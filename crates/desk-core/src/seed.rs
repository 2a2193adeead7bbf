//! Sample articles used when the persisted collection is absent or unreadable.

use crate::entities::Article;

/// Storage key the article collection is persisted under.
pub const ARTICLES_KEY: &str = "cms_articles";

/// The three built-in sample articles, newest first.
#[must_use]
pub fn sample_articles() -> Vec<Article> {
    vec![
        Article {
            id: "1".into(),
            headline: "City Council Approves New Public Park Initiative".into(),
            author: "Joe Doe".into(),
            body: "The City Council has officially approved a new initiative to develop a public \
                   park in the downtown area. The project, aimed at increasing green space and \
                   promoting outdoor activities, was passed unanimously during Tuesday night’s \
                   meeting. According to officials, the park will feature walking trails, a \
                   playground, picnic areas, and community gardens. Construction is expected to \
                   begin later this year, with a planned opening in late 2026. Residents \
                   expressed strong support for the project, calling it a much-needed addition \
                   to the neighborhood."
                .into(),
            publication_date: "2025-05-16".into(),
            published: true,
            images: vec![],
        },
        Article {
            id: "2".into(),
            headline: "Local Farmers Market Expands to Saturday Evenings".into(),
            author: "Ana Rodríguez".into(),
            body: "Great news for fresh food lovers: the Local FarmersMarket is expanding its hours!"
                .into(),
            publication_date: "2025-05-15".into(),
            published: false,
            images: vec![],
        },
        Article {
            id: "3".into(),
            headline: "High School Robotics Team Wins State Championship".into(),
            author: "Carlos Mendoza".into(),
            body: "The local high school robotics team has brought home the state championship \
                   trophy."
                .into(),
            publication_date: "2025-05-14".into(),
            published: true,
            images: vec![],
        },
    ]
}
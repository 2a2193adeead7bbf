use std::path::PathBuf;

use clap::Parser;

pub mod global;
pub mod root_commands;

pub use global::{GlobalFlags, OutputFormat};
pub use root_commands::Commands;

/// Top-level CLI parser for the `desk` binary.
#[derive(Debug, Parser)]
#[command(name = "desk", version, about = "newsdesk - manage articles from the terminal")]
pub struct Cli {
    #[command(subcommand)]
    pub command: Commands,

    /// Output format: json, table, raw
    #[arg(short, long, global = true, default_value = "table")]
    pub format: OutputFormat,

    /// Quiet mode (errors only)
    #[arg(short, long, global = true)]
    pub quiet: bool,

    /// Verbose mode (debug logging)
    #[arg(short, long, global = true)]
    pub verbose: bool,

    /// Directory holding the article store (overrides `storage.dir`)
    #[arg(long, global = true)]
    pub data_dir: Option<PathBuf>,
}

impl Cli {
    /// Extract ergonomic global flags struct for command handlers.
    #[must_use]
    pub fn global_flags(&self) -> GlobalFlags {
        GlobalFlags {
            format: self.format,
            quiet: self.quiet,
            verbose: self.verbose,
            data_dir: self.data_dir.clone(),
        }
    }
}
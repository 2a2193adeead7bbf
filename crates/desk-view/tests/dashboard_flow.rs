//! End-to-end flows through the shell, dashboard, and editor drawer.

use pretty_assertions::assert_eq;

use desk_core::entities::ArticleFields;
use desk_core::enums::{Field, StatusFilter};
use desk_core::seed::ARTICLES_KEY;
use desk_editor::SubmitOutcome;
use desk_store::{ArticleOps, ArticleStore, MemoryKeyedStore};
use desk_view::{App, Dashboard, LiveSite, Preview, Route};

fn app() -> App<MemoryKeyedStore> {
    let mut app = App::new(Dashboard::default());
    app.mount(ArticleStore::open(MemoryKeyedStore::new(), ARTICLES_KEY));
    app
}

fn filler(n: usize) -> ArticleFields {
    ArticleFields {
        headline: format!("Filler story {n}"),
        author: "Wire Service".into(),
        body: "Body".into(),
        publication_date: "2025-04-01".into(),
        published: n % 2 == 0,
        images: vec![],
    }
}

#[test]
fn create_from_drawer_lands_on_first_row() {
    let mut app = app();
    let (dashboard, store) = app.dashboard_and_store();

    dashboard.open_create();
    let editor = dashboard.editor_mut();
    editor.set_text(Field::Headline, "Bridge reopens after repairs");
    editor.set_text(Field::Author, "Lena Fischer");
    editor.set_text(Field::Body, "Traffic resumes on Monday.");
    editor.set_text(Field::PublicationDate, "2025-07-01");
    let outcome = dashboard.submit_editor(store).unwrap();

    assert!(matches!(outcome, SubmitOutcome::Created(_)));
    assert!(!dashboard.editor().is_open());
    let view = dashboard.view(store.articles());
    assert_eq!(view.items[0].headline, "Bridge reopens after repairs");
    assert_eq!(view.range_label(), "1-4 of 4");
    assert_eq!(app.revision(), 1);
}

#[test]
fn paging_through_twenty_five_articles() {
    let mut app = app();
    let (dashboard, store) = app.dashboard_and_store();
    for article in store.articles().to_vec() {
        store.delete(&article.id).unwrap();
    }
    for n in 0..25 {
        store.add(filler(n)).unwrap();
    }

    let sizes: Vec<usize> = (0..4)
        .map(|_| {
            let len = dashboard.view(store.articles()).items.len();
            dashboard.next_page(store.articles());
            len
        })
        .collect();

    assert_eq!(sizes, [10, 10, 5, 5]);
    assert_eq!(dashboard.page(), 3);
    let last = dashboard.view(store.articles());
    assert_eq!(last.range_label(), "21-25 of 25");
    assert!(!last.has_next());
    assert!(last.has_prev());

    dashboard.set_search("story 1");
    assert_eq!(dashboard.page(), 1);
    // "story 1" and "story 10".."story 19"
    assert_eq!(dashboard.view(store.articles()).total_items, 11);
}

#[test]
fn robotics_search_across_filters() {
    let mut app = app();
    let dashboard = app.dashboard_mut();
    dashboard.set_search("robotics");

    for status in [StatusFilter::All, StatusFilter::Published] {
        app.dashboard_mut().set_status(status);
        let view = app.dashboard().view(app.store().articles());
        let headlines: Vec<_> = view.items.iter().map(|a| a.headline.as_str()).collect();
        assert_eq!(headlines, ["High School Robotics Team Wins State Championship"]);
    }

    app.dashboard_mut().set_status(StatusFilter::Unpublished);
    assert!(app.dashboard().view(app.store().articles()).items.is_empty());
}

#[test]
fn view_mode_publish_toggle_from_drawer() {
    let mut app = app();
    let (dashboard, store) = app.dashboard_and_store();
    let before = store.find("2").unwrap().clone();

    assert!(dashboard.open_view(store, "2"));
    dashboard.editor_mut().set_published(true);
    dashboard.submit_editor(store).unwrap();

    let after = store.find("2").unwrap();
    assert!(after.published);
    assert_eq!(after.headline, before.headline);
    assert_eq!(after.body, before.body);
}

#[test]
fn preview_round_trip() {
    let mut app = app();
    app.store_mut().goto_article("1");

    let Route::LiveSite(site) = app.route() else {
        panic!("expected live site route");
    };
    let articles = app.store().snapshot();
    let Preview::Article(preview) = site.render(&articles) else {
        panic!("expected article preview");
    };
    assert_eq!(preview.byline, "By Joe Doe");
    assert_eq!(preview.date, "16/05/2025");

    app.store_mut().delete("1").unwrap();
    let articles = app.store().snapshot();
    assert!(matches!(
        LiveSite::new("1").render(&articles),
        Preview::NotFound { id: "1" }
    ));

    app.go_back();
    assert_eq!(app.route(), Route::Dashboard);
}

_____

To do — Your task is to transcribe, with no changes, only the lines of the listing above that lie between the line holding "Top-level CLI parser" and the line holding "and editor drawer.", inclusive.

Exercise answer —
/// Top-level CLI parser for the `desk` binary.
#[derive(Debug, Parser)]
#[command(name = "desk", version, about = "newsdesk - manage articles from the terminal")]
pub struct Cli {
    #[command(subcommand)]
    pub command: Commands,

    /// Output format: json, table, raw
    #[arg(short, long, global = true, default_value = "table")]
    pub format: OutputFormat,

    /// Quiet mode (errors only)
    #[arg(short, long, global = true)]
    pub quiet: bool,

    /// Verbose mode (debug logging)
    #[arg(short, long, global = true)]
    pub verbose: bool,

    /// Directory holding the article store (overrides `storage.dir`)
    #[arg(long, global = true)]
    pub data_dir: Option<PathBuf>,
}

impl Cli {
    /// Extract ergonomic global flags struct for command handlers.
    #[must_use]
    pub fn global_flags(&self) -> GlobalFlags {
        GlobalFlags {
            format: self.format,
            quiet: self.quiet,
            verbose: self.verbose,
            data_dir: self.data_dir.clone(),
        }
    }
}
repository 2a2193adeead7bbf
filename crates/desk-view/tests/dashboard_flow.rs
//! End-to-end flows through the shell, dashboard, and editor drawer.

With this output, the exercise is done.